Collected data entries
==============================

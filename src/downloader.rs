use anyhow::{bail, Context, Result};
use indicatif::{ProgressBar, ProgressStyle};
use tracing::{info, warn};
use url::Url;

use crate::config::Config;
use crate::pdf_store::PdfStore;
use crate::store::{self, ExcludeList};

const DRIVE_HOST: &str = "drive.google.com";
const DRIVE_FILE_MARKER: &str = "/file/d/";

/// Download stats returned after completion.
#[derive(Default)]
pub struct DownloadStats {
    pub total: usize,
    pub saved: usize,
    pub up_to_date: usize,
    pub skipped: usize,
    pub errors: usize,
}

/// Download every minutes PDF sequentially. Per-item failures are logged
/// and skipped; only a missing/corrupt exclude list aborts the stage.
pub async fn run(config: &Config) -> Result<DownloadStats> {
    let links_file = config.minutes_links_file();
    if !links_file.exists() {
        warn!(
            "No links found at {} — run `scrape` first",
            links_file.display()
        );
        return Ok(DownloadStats::default());
    }
    let links = store::load_links(&links_file)?;
    let mut exclude = ExcludeList::load(&config.exclude_list_file())?;
    let pdf_store = PdfStore::new(&config.pdf_dir)?;

    let base = Url::parse(&config.base_url)
        .with_context(|| format!("invalid base URL {}", config.base_url))?;
    let client = reqwest::Client::builder()
        .timeout(config.timeout)
        .build()?;

    let mut stats = DownloadStats {
        total: links.len(),
        ..Default::default()
    };

    let pb = ProgressBar::new(links.len() as u64);
    pb.set_style(
        ProgressStyle::default_bar()
            .template("[{elapsed_precise}] {bar:40} {pos}/{len} ({per_sec}, eta {eta})")?
            .progress_chars("=> "),
    );

    for item in &links {
        pb.inc(1);

        let date = item.date.as_deref().filter(|d| !d.is_empty());
        let (href, date) = match (item.href.as_str(), date) {
            (h, Some(d)) if !h.is_empty() => (h, d),
            _ => {
                warn!("Skipping item (missing href or date): {:?}", item);
                stats.skipped += 1;
                continue;
            }
        };

        if exclude.contains(href) {
            stats.skipped += 1;
            continue;
        }

        let url = match resolve_url(&base, href) {
            Ok(url) => url,
            Err(e) => {
                warn!("Skipping {href}: {e:#}");
                stats.skipped += 1;
                continue;
            }
        };

        let content = match fetch_bytes(&client, &url).await {
            Ok(content) => content,
            Err(e) => {
                warn!("Failed to download {url}: {e:#}");
                stats.errors += 1;
                continue;
            }
        };

        // Structural check only; a parse failure is durably excluded so
        // future runs don't re-download it.
        if let Err(e) = lopdf::Document::load_mem(&content) {
            warn!("Invalid PDF at {url} ({e}) — adding to exclude list");
            exclude.add(href)?;
            stats.errors += 1;
            continue;
        }

        match pdf_store.save(&content, date) {
            Ok(outcome) if outcome.written => stats.saved += 1,
            Ok(_) => stats.up_to_date += 1,
            Err(e) => {
                warn!("Failed to store {href}: {e:#}");
                stats.errors += 1;
            }
        }
    }

    pb.finish_and_clear();
    info!(
        "Download done: {} saved, {} up to date, {} skipped, {} errors",
        stats.saved, stats.up_to_date, stats.skipped, stats.errors
    );

    Ok(stats)
}

async fn fetch_bytes(client: &reqwest::Client, url: &Url) -> Result<Vec<u8>> {
    let response = client.get(url.clone()).send().await?;
    let status = response.status();
    if !status.is_success() {
        bail!("unexpected status code {status}");
    }
    Ok(response.bytes().await?.to_vec())
}

/// Effective download URL for an href. Google Drive file pages are
/// rewritten to the direct-download endpoint; everything else resolves
/// against the base URL.
pub fn resolve_url(base: &Url, href: &str) -> Result<Url> {
    if href.contains(DRIVE_HOST) && href.contains(DRIVE_FILE_MARKER) {
        if let Some(id) = href
            .split(DRIVE_FILE_MARKER)
            .nth(1)
            .and_then(|rest| rest.split('/').next())
        {
            let direct = format!("https://{DRIVE_HOST}/uc?export=download&id={id}");
            return Url::parse(&direct).context("bad Google Drive download URL");
        }
    }
    base.join(href)
        .with_context(|| format!("unresolvable href {href}"))
}

// ── Tests ──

==============================

ACTION ITEM ::
Copy the records above exactly, beginning at the line that contains "let content = match" and stopping after the line that contains "adding to exclude".

TASK OUTPUT ::
        let content = match fetch_bytes(&client, &url).await {
            Ok(content) => content,
            Err(e) => {
                warn!("Failed to download {url}: {e:#}");
                stats.errors += 1;
                continue;
            }
        };

        // Structural check only; a parse failure is durably excluded so
        // future runs don't re-download it.
        if let Err(e) = lopdf::Document::load_mem(&content) {
            warn!("Invalid PDF at {url} ({e}) — adding to exclude list");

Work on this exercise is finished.